(Work required): Scan the material for the word "keyed", and copy each line where it shows up.

(Source records):
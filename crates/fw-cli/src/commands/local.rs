//! Interactive local play over stdin/stdout.

use std::io::{self, BufRead, Write};
use std::path::Path;

use fw_engine::Session;

pub fn run(gamefile: &Path, guesser_path: &Path) -> Result<(), String> {
    let world = super::load_world(gamefile)?;
    let guesser = super::load_guesser(guesser_path)?;

    let stdin = io::stdin();
    let mut stdout = io::stdout();

    write!(stdout, "Player name?: ")
        .and_then(|()| stdout.flush())
        .map_err(|e| e.to_string())?;

    let mut name = String::new();
    stdin
        .lock()
        .read_line(&mut name)
        .map_err(|e| e.to_string())?;
    let name = name.trim_end_matches(['\r', '\n']);
    let name = if name.is_empty() { "No name" } else { name };

    let mut session = Session::new(world, name, guesser).map_err(|e| e.to_string())?;
    session
        .run(stdin.lock(), stdout)
        .map_err(|e| e.to_string())
}
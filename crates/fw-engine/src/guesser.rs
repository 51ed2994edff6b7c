//! The statistical intent guesser.
//!
//! A naive-Bayes bag-of-words classifier over verb categories, trained
//! on short example phrases per verb. The trained state round-trips
//! through JSON so it can be built once (`fw train`) and loaded at
//! session start; concurrent sessions share a loaded model read-only.

use std::collections::{HashMap, HashSet};
use std::fs::File;
use std::io::{BufReader, BufWriter, Write};
use std::path::Path;

use serde::{Deserialize, Serialize};

use crate::error::EngineResult;

/// Training phrases per canonical verb, mirroring the near-synonyms
/// players actually type.
const DEFAULT_CORPUS: &[(&str, &[&str])] = &[
    (
        "move",
        &[
            "walk", "walk over", "run", "head", "head over", "travel", "wander", "stroll",
            "march",
        ],
    ),
    (
        "look",
        &[
            "look at", "examine", "inspect", "view", "observe", "study", "peer at", "check",
        ],
    ),
    (
        "get",
        &[
            "grab", "take", "pick up", "snatch", "fetch", "collect", "steal", "pocket",
        ],
    ),
    (
        "drop",
        &["drop", "put down", "discard", "leave", "toss", "release", "dump"],
    ),
    (
        "inventory",
        &[
            "what am i carrying",
            "check my bag",
            "show inventory",
            "list my items",
            "check pockets",
        ],
    ),
    (
        "quit",
        &[
            "goodbye", "bye", "farewell", "exit", "leave the game", "log off", "stop playing",
        ],
    ),
];

/// Token counts for one verb category.
#[derive(Debug, Clone, Default, Serialize, Deserialize)]
struct Pool {
    tokens: HashMap<String, u32>,
    total: u32,
    phrases: u32,
}

/// A naive-Bayes bag-of-words classifier over verb categories.
#[derive(Debug, Clone, Default, Serialize, Deserialize)]
pub struct Guesser {
    pools: HashMap<String, Pool>,
    phrases: u32,
}

impl Guesser {
    /// Create an untrained guesser.
    pub fn new() -> Self {
        Self::default()
    }

    /// A guesser trained from the built-in phrase corpus.
    pub fn with_default_corpus() -> Self {
        let mut guesser = Self::new();
        for (category, phrases) in DEFAULT_CORPUS {
            for phrase in *phrases {
                guesser.train(category, phrase);
            }
        }
        guesser
    }

    /// Train one example phrase into a category.
    pub fn train(&mut self, category: &str, phrase: &str) {
        let pool = self.pools.entry(category.to_string()).or_default();
        for token in tokenize(phrase) {
            *pool.tokens.entry(token).or_insert(0) += 1;
            pool.total += 1;
        }
        pool.phrases += 1;
        self.phrases += 1;
    }

    /// Rank categories against `text`, best first, as normalized
    /// posterior probabilities.
    ///
    /// The ranking is empty when the model is untrained or no token of
    /// `text` appears in any trained pool — a phrase the model has no
    /// opinion on gives the caller nothing to act on.
    pub fn guess(&self, text: &str) -> Vec<(String, f64)> {
        if self.phrases == 0 {
            return Vec::new();
        }
        let known: Vec<String> = tokenize(text)
            .into_iter()
            .filter(|token| {
                self.pools
                    .values()
                    .any(|pool| pool.tokens.contains_key(token))
            })
            .collect();
        if known.is_empty() {
            return Vec::new();
        }

        let vocabulary = self.vocabulary_size() as f64;
        let mut scores: Vec<(String, f64)> = self
            .pools
            .iter()
            .map(|(category, pool)| {
                let prior = f64::from(pool.phrases) / f64::from(self.phrases);
                let mut log_score = prior.ln();
                for token in &known {
                    let count = f64::from(pool.tokens.get(token).copied().unwrap_or(0));
                    // Laplace smoothing keeps unseen tokens from zeroing a pool.
                    log_score += ((count + 1.0) / (f64::from(pool.total) + vocabulary)).ln();
                }
                (category.clone(), log_score)
            })
            .collect();

        let max = scores
            .iter()
            .map(|(_, score)| *score)
            .fold(f64::NEG_INFINITY, f64::max);
        let total: f64 = scores.iter().map(|(_, score)| (score - max).exp()).sum();
        for (_, score) in &mut scores {
            *score = (*score - max).exp() / total;
        }

        scores.sort_by(|a, b| b.1.partial_cmp(&a.1).unwrap_or(std::cmp::Ordering::Equal));
        scores
    }

    /// Persist the trained state as JSON.
    pub fn save(&self, path: &Path) -> EngineResult<()> {
        let mut writer = BufWriter::new(File::create(path)?);
        serde_json::to_writer_pretty(&mut writer, self)?;
        writer.flush()?;
        Ok(())
    }

    /// Load previously persisted state.
    pub fn load(path: &Path) -> EngineResult<Self> {
        let file = File::open(path)?;
        Ok(serde_json::from_reader(BufReader::new(file))?)
    }

    fn vocabulary_size(&self) -> usize {
        let mut vocabulary: HashSet<&str> = HashSet::new();
        for pool in self.pools.values() {
            vocabulary.extend(pool.tokens.keys().map(String::as_str));
        }
        vocabulary.len()
    }
}

/// Lowercase and split on anything that is not alphanumeric.
fn tokenize(text: &str) -> Vec<String> {
    text.to_lowercase()
        .split(|c: char| !c.is_alphanumeric())
        .filter(|token| !token.is_empty())
        .map(str::to_string)
        .collect()
}
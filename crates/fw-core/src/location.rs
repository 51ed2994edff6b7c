use std::collections::{BTreeMap, HashMap};
use std::fmt;

use serde::{Deserialize, Serialize};
use uuid::Uuid;

use crate::direction::Direction;
use crate::item::Item;
use crate::world::World;

/// Unique identifier for a location in the world arena.
#[derive(Debug, Clone, Copy, PartialEq, Eq, Hash, Serialize, Deserialize)]
pub struct LocationId(pub Uuid);

impl LocationId {
    /// Generate a new random location ID.
    pub fn new() -> Self {
        Self(Uuid::new_v4())
    }
}

impl Default for LocationId {
    fn default() -> Self {
        Self::new()
    }
}

impl fmt::Display for LocationId {
    fn fmt(&self, f: &mut fmt::Formatter<'_>) -> fmt::Result {
        write!(f, "{}", &self.0.to_string()[..8])
    }
}

/// A room or area in the world graph.
///
/// Exits hold arena keys rather than references, so mutually connected
/// locations form a cyclic graph without ownership cycles. The loader
/// resolves destination names to keys in a second pass, once every
/// location is known.
#[derive(Debug, Clone, Serialize, Deserialize)]
pub struct Location {
    /// Arena key of this location.
    pub id: LocationId,
    /// Display name; unique within the world.
    pub name: String,
    /// Free-text description shown when the location is rendered.
    pub description: String,
    /// Exit edges by direction.
    pub exits: HashMap<Direction, LocationId>,
    /// Items currently resting here, keyed by name. A `BTreeMap` keeps
    /// iteration order stable within a render.
    pub items: BTreeMap<String, Item>,
}

impl Location {
    /// Create an empty location with a fresh arena key.
    pub fn new(name: impl Into<String>) -> Self {
        Self {
            id: LocationId::new(),
            name: name.into(),
            description: String::new(),
            exits: HashMap::new(),
            items: BTreeMap::new(),
        }
    }

    /// Add or replace the exit in `direction`.
    pub fn add_exit(&mut self, direction: Direction, destination: LocationId) {
        self.exits.insert(direction, destination);
    }

    /// Render the location: name, description, the visible items, and
    /// one line per exit in `DIR (destination name)` form.
    pub fn describe(&self, world: &World) -> String {
        let mut out = format!("Current location: {}\n{}\n", self.name, self.description);

        let visible: Vec<&str> = self
            .items
            .values()
            .filter(|item| !item.hidden)
            .map(|item| item.name.as_str())
            .collect();
        out.push_str("You can see: ");
        out.push_str(&visible.join(", "));
        out.push('\n');

        for direction in Direction::ALL {
            if let Some(destination) = self.exits.get(&direction) {
                let name = world
                    .location(*destination)
                    .map(|l| l.name.as_str())
                    .unwrap_or("nowhere");
                out.push_str(&format!("\t{direction} ({name})\n"));
            }
        }

        out
    }
}

impl fmt::Display for Location {
    fn fmt(&self, f: &mut fmt::Formatter<'_>) -> fmt::Result {
        write!(f, "{}", self.name)
    }
}
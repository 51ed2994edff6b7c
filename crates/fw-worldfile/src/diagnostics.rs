use std::fmt;
use std::ops::Range;

use ariadne::{Color, Label, Report, ReportKind, Source};

/// Severity level for load diagnostics.
#[derive(Debug, Clone, Copy, PartialEq, Eq)]
pub enum Severity {
    /// The world cannot be used.
    Error,
    /// Suspicious but loadable.
    Warning,
}

/// A load diagnostic with a byte span into the source text.
#[derive(Debug, Clone)]
pub struct Diagnostic {
    /// How bad it is.
    pub severity: Severity,
    /// Byte range of the offending input.
    pub span: Range<usize>,
    /// Human-readable description.
    pub message: String,
    /// Optional label shown at the span instead of the message.
    pub label: Option<String>,
}

impl Diagnostic {
    /// Create an error diagnostic.
    pub fn error(span: Range<usize>, message: impl Into<String>) -> Self {
        Self {
            severity: Severity::Error,
            span,
            message: message.into(),
            label: None,
        }
    }

    /// Create a warning diagnostic.
    pub fn warning(span: Range<usize>, message: impl Into<String>) -> Self {
        Self {
            severity: Severity::Warning,
            span,
            message: message.into(),
            label: None,
        }
    }

    /// Attach a span label.
    pub fn with_label(mut self, label: impl Into<String>) -> Self {
        self.label = Some(label.into());
        self
    }
}

impl fmt::Display for Diagnostic {
    fn fmt(&self, f: &mut fmt::Formatter<'_>) -> fmt::Result {
        let prefix = match self.severity {
            Severity::Error => "error",
            Severity::Warning => "warning",
        };
        write!(f, "{prefix}: {}", self.message)
    }
}

/// Render diagnostics against their source using ariadne.
pub fn render_diagnostics(source: &str, filename: &str, diagnostics: &[Diagnostic]) -> String {
    let mut output = Vec::new();

    for diag in diagnostics {
        let kind = match diag.severity {
            Severity::Error => ReportKind::Error,
            Severity::Warning => ReportKind::Warning,
        };
        let color = match diag.severity {
            Severity::Error => Color::Red,
            Severity::Warning => Color::Yellow,
        };

        let span = (filename, diag.span.clone());
        let label_text = diag.label.as_deref().unwrap_or(&diag.message);
        let report = Report::build(kind, span)
            .with_message(&diag.message)
            .with_label(
                Label::new((filename, diag.span.clone()))
                    .with_message(label_text)
                    .with_color(color),
            )
            .finish();

        report
            .write((filename, Source::from(source)), &mut output)
            .ok();
    }

    String::from_utf8(output).unwrap_or_default()
}

#[cfg(test)]
mod tests {
    use super::*;

    #[test]
    fn diagnostic_display() {
        let d = Diagnostic::error(0..7, "exit destination \"Attic\" does not name a known location");
        assert_eq!(
            d.to_string(),
            "error: exit destination \"Attic\" does not name a known location"
        );
    }

    #[test]
    fn render_produces_output() {
        let source = ":Garage\nA garage.\nE:Attic\n";
        let diags = vec![
            Diagnostic::error(18..25, "unresolved exit destination").with_label("no such location"),
        ];
        let output = render_diagnostics(source, "world.txt", &diags);
        assert!(!output.is_empty());
        assert!(output.contains("unresolved exit destination"));
    }
}
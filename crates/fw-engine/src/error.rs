//! Error types for the engine.
//!
//! Command-level failures (unknown direction, missing item, fixed item)
//! are never errors — they render as replies and the session continues.
//! These types cover what can actually fail: session construction,
//! channel I/O, and the persisted guesser state.

use thiserror::Error;

/// Result type for engine operations.
pub type EngineResult<T> = Result<T, EngineError>;

/// Errors that can occur outside normal command handling.
#[derive(Debug, Error)]
pub enum EngineError {
    /// I/O failure on the session channel or a model state file.
    #[error(transparent)]
    Io(#[from] std::io::Error),

    /// Persisted guesser state exists but cannot be parsed.
    #[error("invalid guesser model: {0}")]
    Model(#[from] serde_json::Error),

    /// World model error, e.g. a world with no start location.
    #[error(transparent)]
    Core(#[from] fw_core::FwError),
}
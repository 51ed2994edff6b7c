use std::collections::{BTreeMap, HashMap};

use crate::error::{FwError, FwResult};
use crate::location::{Location, LocationId};

/// The world arena. Owns every location and the global alias table.
///
/// One `World` exists per session; nothing in it is shared across
/// sessions. The first location added becomes the start location.
#[derive(Debug, Clone, Default)]
pub struct World {
    locations: HashMap<LocationId, Location>,
    by_name_lower: HashMap<String, LocationId>,
    start: Option<LocationId>,
    aliases: BTreeMap<String, String>,
}

impl World {
    /// Create an empty world.
    pub fn new() -> Self {
        Self::default()
    }

    // -----------------------------------------------------------------------
    // Locations
    // -----------------------------------------------------------------------

    /// Add a location to the arena. The first one added becomes the
    /// start location. Returns the location's arena key.
    pub fn add_location(&mut self, location: Location) -> FwResult<LocationId> {
        let name_lower = location.name.to_lowercase();
        if self.by_name_lower.contains_key(&name_lower) {
            return Err(FwError::DuplicateName(location.name.clone()));
        }

        let id = location.id;
        self.by_name_lower.insert(name_lower, id);
        self.locations.insert(id, location);
        if self.start.is_none() {
            self.start = Some(id);
        }
        Ok(id)
    }

    /// Get a reference to a location by arena key.
    pub fn location(&self, id: LocationId) -> Option<&Location> {
        self.locations.get(&id)
    }

    /// Get a mutable reference to a location by arena key.
    pub fn location_mut(&mut self, id: LocationId) -> Option<&mut Location> {
        self.locations.get_mut(&id)
    }

    /// Find a location by name (case-insensitive).
    pub fn find_by_name(&self, name: &str) -> Option<&Location> {
        self.by_name_lower
            .get(&name.to_lowercase())
            .and_then(|id| self.locations.get(id))
    }

    /// Find a location's arena key by name (case-insensitive).
    pub fn find_id_by_name(&self, name: &str) -> Option<LocationId> {
        self.by_name_lower.get(&name.to_lowercase()).copied()
    }

    /// The start location every session begins at.
    pub fn start(&self) -> FwResult<LocationId> {
        self.start.ok_or(FwError::NoStartLocation)
    }

    /// Iterate over all locations in the arena.
    pub fn all_locations(&self) -> impl Iterator<Item = &Location> {
        self.locations.values()
    }

    /// Number of locations in the arena.
    pub fn location_count(&self) -> usize {
        self.locations.len()
    }

    // -----------------------------------------------------------------------
    // Alias table
    // -----------------------------------------------------------------------

    /// Map a name (lowercased on insert) to an item's canonical name.
    /// Colliding aliases resolve last-write-wins, matching load order.
    pub fn register_alias(&mut self, alias: impl Into<String>, canonical: impl Into<String>) {
        self.aliases.insert(alias.into().to_lowercase(), canonical.into());
    }

    /// Look up the canonical item name behind a name or alias.
    pub fn alias_canonical(&self, name: &str) -> Option<&str> {
        self.aliases.get(&name.to_lowercase()).map(String::as_str)
    }

    /// The full alias table, in its stable iteration order.
    pub fn aliases(&self) -> &BTreeMap<String, String> {
        &self.aliases
    }

    /// Number of items counted across every location's item map.
    pub fn item_count(&self) -> usize {
        self.locations.values().map(|l| l.items.len()).sum()
    }
}

#[cfg(test)]
mod tests {
    use super::*;

    #[test]
    fn add_and_get_location() {
        let mut world = World::new();
        let id = world.add_location(Location::new("Garage")).unwrap();
        assert_eq!(world.location(id).unwrap().name, "Garage");
    }

    #[test]
    fn duplicate_name_rejected() {
        let mut world = World::new();
        world.add_location(Location::new("Garage")).unwrap();
        let result = world.add_location(Location::new("garage"));
        assert!(matches!(result, Err(FwError::DuplicateName(_))));
    }

    #[test]
    fn find_by_name_case_insensitive() {
        let mut world = World::new();
        world.add_location(Location::new("Garage")).unwrap();
        assert!(world.find_by_name("garage").is_some());
        assert!(world.find_by_name("GARAGE").is_some());
        assert!(world.find_by_name("attic").is_none());
    }

    #[test]
    fn first_location_is_start() {
        let mut world = World::new();
        assert!(world.start().is_err());

        let first = world.add_location(Location::new("Garage")).unwrap();
        world.add_location(Location::new("Kitchen")).unwrap();
        assert_eq!(world.start().unwrap(), first);
    }

    #[test]
    fn alias_table_is_lowercased_and_last_write_wins() {
        let mut world = World::new();
        world.register_alias("Knife", "knife");
        world.register_alias("blade", "knife");
        world.register_alias("blade", "sword");

        assert_eq!(world.alias_canonical("KNIFE"), Some("knife"));
        assert_eq!(world.alias_canonical("blade"), Some("sword"));
        assert_eq!(world.alias_canonical("fork"), None);
    }
}
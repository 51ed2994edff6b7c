//! Self-checks: load the sample universe and exercise the core moves.

use colored::Colorize;
use fw_engine::{Outcome, Session};

/// The built-in demonstration world used by `fw test`.
pub const SAMPLE_UNIVERSE: &str = "\
# Fernweh sample universe.

:Garage
You are in the garage. There are no cars here currently.
E:Bedroom
W:Kitchen

:Kitchen
The kitchen is immaculate. You suspect that nobody has ever actually prepared any food here.
E:Garage

:Bedroom
A narrow bedroom. Someone left in a hurry.
W:Garage

*knife
Kitchen
A sharp kitchen knife.
A:blade,cutter

*workbench
Garage
A heavy oak workbench, bolted to the floor.
F:It won't budge.

*dust bunny
Bedroom
A ball of dust with aspirations.
H:
";

type Check = fn() -> Result<(), String>;

const CHECKS: &[(&str, Check)] = &[
    ("sample universe loads", check_load),
    ("movement follows exits", check_movement),
    ("items can be taken and dropped", check_take_drop),
    ("aliases resolve to their item", check_aliases),
    ("fixed items stay put", check_fixed),
];

pub fn run() -> Result<(), String> {
    let mut failures = 0;
    for (name, check) in CHECKS {
        match check() {
            Ok(()) => println!("{} {name}", "ok".green()),
            Err(e) => {
                println!("{} {name}: {e}", "FAILED".red());
                failures += 1;
            }
        }
    }

    if failures == 0 {
        println!("  All {} checks passed.", CHECKS.len());
        Ok(())
    } else {
        Err(format!("{failures} of {} checks failed", CHECKS.len()))
    }
}

fn sample_session() -> Result<Session, String> {
    let result = fw_worldfile::load_str(SAMPLE_UNIVERSE);
    if result.has_errors() {
        return Err(format!("sample universe broken: {:?}", result.diagnostics));
    }
    Session::new(result.world, "Tester", None).map_err(|e| e.to_string())
}

fn expect_reply(session: &mut Session, input: &str) -> Result<String, String> {
    match session.process(input) {
        Outcome::Reply(text) => Ok(text),
        other => Err(format!("`{input}` produced {other:?}")),
    }
}

fn check_load() -> Result<(), String> {
    let result = fw_worldfile::load_str(SAMPLE_UNIVERSE);
    if result.has_errors() {
        return Err(format!("{:?}", result.diagnostics));
    }
    if result.world.location_count() != 3 {
        return Err(format!(
            "expected 3 locations, found {}",
            result.world.location_count()
        ));
    }
    if result.world.item_count() != 3 {
        return Err(format!(
            "expected 3 items, found {}",
            result.world.item_count()
        ));
    }
    Ok(())
}

fn check_movement() -> Result<(), String> {
    let mut session = sample_session()?;

    let text = expect_reply(&mut session, "go E")?;
    if !text.contains("Current location: Bedroom") {
        return Err(format!("`go E` did not land in the bedroom: {text:?}"));
    }

    let text = expect_reply(&mut session, "go N")?;
    if text != "No pass around!" {
        return Err(format!("missing exit was not refused: {text:?}"));
    }
    Ok(())
}

fn check_take_drop() -> Result<(), String> {
    let mut session = sample_session()?;
    expect_reply(&mut session, "go W")?;

    let text = expect_reply(&mut session, "take knife")?;
    if text != "Taken knife" {
        return Err(format!("take failed: {text:?}"));
    }

    let text = expect_reply(&mut session, "inventory")?;
    if text != "You are carrying: knife" {
        return Err(format!("inventory wrong: {text:?}"));
    }

    let text = expect_reply(&mut session, "drop knife")?;
    if text != "Dropped knife" {
        return Err(format!("drop failed: {text:?}"));
    }

    let text = expect_reply(&mut session, "inventory")?;
    if text != "Your hands are empty!" {
        return Err(format!("hands not empty after drop: {text:?}"));
    }
    Ok(())
}

fn check_aliases() -> Result<(), String> {
    let mut session = sample_session()?;
    expect_reply(&mut session, "go W")?;

    let by_alias = expect_reply(&mut session, "look blade")?;
    let by_name = expect_reply(&mut session, "look knife")?;
    if by_alias != by_name {
        return Err(format!("alias and name disagree: {by_alias:?} vs {by_name:?}"));
    }
    Ok(())
}

fn check_fixed() -> Result<(), String> {
    let mut session = sample_session()?;

    let text = expect_reply(&mut session, "take workbench")?;
    if text != "It won't budge." {
        return Err(format!("fixed message wrong: {text:?}"));
    }

    let text = expect_reply(&mut session, "look")?;
    if !text.contains("workbench") {
        return Err("workbench left its location".to_string());
    }
    Ok(())
}
use std::collections::BTreeMap;

use serde::{Deserialize, Serialize};

use crate::item::Item;
use crate::location::LocationId;

/// The player: a display name, a current location, and carried items.
///
/// The player refers to its location by arena key and never owns it.
/// One player exists per session, created at the world's start location.
#[derive(Debug, Clone, Serialize, Deserialize)]
pub struct Player {
    /// Display name chosen at session start.
    pub name: String,
    /// Arena key of the current location.
    pub location: LocationId,
    /// Carried items, keyed by name. Same stable ordering as a
    /// location's item map.
    pub items: BTreeMap<String, Item>,
}

impl Player {
    /// Create a player at the given location.
    pub fn new(location: LocationId, name: impl Into<String>) -> Self {
        Self {
            name: name.into(),
            location,
            items: BTreeMap::new(),
        }
    }

    /// Render the inventory listing.
    pub fn inventory(&self) -> String {
        if self.items.is_empty() {
            return "Your hands are empty!".to_string();
        }
        let names: Vec<&str> = self.items.keys().map(String::as_str).collect();
        format!("You are carrying: {}", names.join(", "))
    }
}
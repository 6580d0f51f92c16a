use alloy_primitives::{Address, U256};

use crate::{
    chain::ProtocolDataProvider,
    types::InterestRateParams,
    utils::error::{arithmetic_err, ManagerResult, Stage},
};

/// Assembles the `calculateInterestRates` inputs of a reserve.
///
/// Reads reserve data, then the virtual underlying balance, then the reserve
/// configuration, one after another. The first failing read aborts the fetch.
/// `liquidity_taken` is always zero and the virtual balance is always used.
pub async fn fetch_interest_rate_params<D: ProtocolDataProvider>(
    data_provider: &D,
    chain_name: &str,
    asset: Address,
    liquidity_added: U256,
) -> ManagerResult<InterestRateParams> {
    let reserve = data_provider
        .get_reserve_data(asset)
        .await
        .map_err(|err| err.at(chain_name, Stage::ReserveData))?;

    let total_debt = reserve
        .total_stable_debt
        .checked_add(reserve.total_variable_debt)
        .ok_or_else(|| arithmetic_err("Total debt overflowed.").at(chain_name, Stage::ReserveData))?;

    let virtual_underlying_balance = data_provider
        .get_virtual_underlying_balance(asset)
        .await
        .map_err(|err| err.at(chain_name, Stage::VirtualBalance))?;

    let reserve_factor = data_provider
        .get_reserve_factor(asset)
        .await
        .map_err(|err| err.at(chain_name, Stage::ReserveConfiguration))?;

    Ok(InterestRateParams {
        unbacked: reserve.unbacked,
        liquidity_added,
        liquidity_taken: U256::ZERO,
        total_debt,
        reserve_factor,
        reserve: asset,
        using_virtual_balance: true,
        virtual_underlying_balance,
    })
}
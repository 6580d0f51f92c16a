use std::time::Duration;

use ic_exports::{
    ic_cdk::{api::time, print, spawn},
    ic_cdk_timers::set_timer,
};

use crate::{
    journal::{JournalCollection, LogType},
    state::{CONFIG, SIGNER},
    strategy::run::run_tick,
};

pub fn start_timers() {
    // derive the EVM address of the canister key
    set_timer(Duration::ZERO, || spawn(set_signer_address()));

    schedule_next_tick();
}

/// Arms a one-shot timer for the next cron occurrence. Each firing re-arms it.
fn schedule_next_tick() {
    let now = time() / 1_000_000_000;
    let delay = CONFIG.with(|config| config.borrow().seconds_until_next_tick(now));

    match delay {
        Ok(delay) => {
            set_timer(Duration::from_secs(delay), || {
                schedule_next_tick();
                spawn(run_tick());
            });
        }
        Err(err) => {
            print(format!("[TIMER] Could not schedule the next tick: {}", err));
            let mut journal = JournalCollection::open(time());
            journal.append_note(Err(err), LogType::Info, "No further ticks are scheduled.");
            journal.commit(time());
        }
    }
}

async fn set_signer_address() {
    let signer = SIGNER.with(|signer| signer.borrow().clone());
    let result = signer.fetch_address().await;

    let mut journal = JournalCollection::open(time());
    match result {
        Ok(address) => {
            SIGNER.with(|signer| signer.borrow_mut().address = Some(address));
            journal.append_note(
                Ok(()),
                LogType::Info,
                format!("Signer address is {}.", address),
            );
        }
        Err(err) => {
            journal.append_note(
                Err(err),
                LogType::Info,
                "Could not fetch the signer public key.",
            );
        }
    }
    journal.commit(time());
}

(Written response):
    /// Items currently resting here, keyed by name. A `BTreeMap` keeps
    /// Carried items, keyed by name. Same stable ordering as a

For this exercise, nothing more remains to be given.